_Problem_: All lines in the data that hold the word "must" need copying.
######
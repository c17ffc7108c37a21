use std::collections::HashSet;

use serde::{Deserialize, Serialize};

use crate::errors::RequestError;

// ----------------- User Requests -----------------
#[derive(Deserialize, Serialize, Debug)]
pub struct RegisterRequest {
    pub email: String,
    pub username: String,
    pub first_name: String,
    pub last_name: String,
    pub password: String,
}

#[derive(Deserialize, Serialize, Debug)]
pub struct LoginRequest {
    pub email: String,
    pub password: String,
}

#[derive(Deserialize, Serialize, Debug)]
pub struct SetPasswordRequest {
    pub new_password: String,
    pub current_password: String,
}

#[derive(Deserialize, Serialize, Debug, Default)]
#[serde(default)]
pub struct UpdateProfileRequest {
    pub email: Option<String>,
    pub username: Option<String>,
    pub first_name: Option<String>,
    pub last_name: Option<String>,
}

#[derive(Deserialize, Serialize, Debug, Default)]
#[serde(default)]
pub struct SetAvatarRequest {
    pub avatar: Option<String>,
}

// ----------------- Recipe Requests -----------------
#[derive(Deserialize, Serialize, Debug, Clone, Copy)]
pub struct IngredientAmount {
    pub id: i64,
    pub amount: i64,
}

/// Payload for both `POST /api/recipes` and `PATCH /api/recipes/:id`; an
/// update replaces the tag and ingredient link sets wholesale, so both
/// operations require the full lists.
#[derive(Deserialize, Serialize, Debug)]
pub struct RecipeRequest {
    #[serde(default)]
    pub ingredients: Vec<IngredientAmount>,
    #[serde(default)]
    pub tags: Vec<i64>,
    #[serde(default)]
    pub image: Option<String>,
    pub name: String,
    pub text: String,
    pub cooking_time: i64,
}

impl RecipeRequest {
    pub fn validate(&self) -> Result<(), RequestError> {
        if self.ingredients.is_empty() {
            return Err(RequestError::Validation(
                "ingredients",
                "A recipe must contain at least one ingredient",
            ));
        }
        if self.tags.is_empty() {
            return Err(RequestError::Validation(
                "tags",
                "A recipe must have at least one tag",
            ));
        }
        let unique_tags: HashSet<i64> = self.tags.iter().copied().collect();
        if unique_tags.len() != self.tags.len() {
            return Err(RequestError::Validation(
                "tags",
                "Tags must not repeat",
            ));
        }
        if self.ingredients.iter().any(|i| i.amount <= 0) {
            return Err(RequestError::Validation(
                "ingredients",
                "Ingredient amounts must be greater than zero",
            ));
        }
        let unique_ingredients: HashSet<i64> =
            self.ingredients.iter().map(|i| i.id).collect();
        if unique_ingredients.len() != self.ingredients.len() {
            return Err(RequestError::Validation(
                "ingredients",
                "Ingredients must not repeat",
            ));
        }
        if self.cooking_time <= 0 {
            return Err(RequestError::Validation(
                "cooking_time",
                "Cooking time must be greater than zero",
            ));
        }
        Ok(())
    }
}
######
_Answer to this problem_:
                "A recipe must contain at least one ingredient",
                "A recipe must have at least one tag",
                "Tags must not repeat",
                "Ingredient amounts must be greater than zero",
                "Ingredients must not repeat",
                "Cooking time must be greater than zero",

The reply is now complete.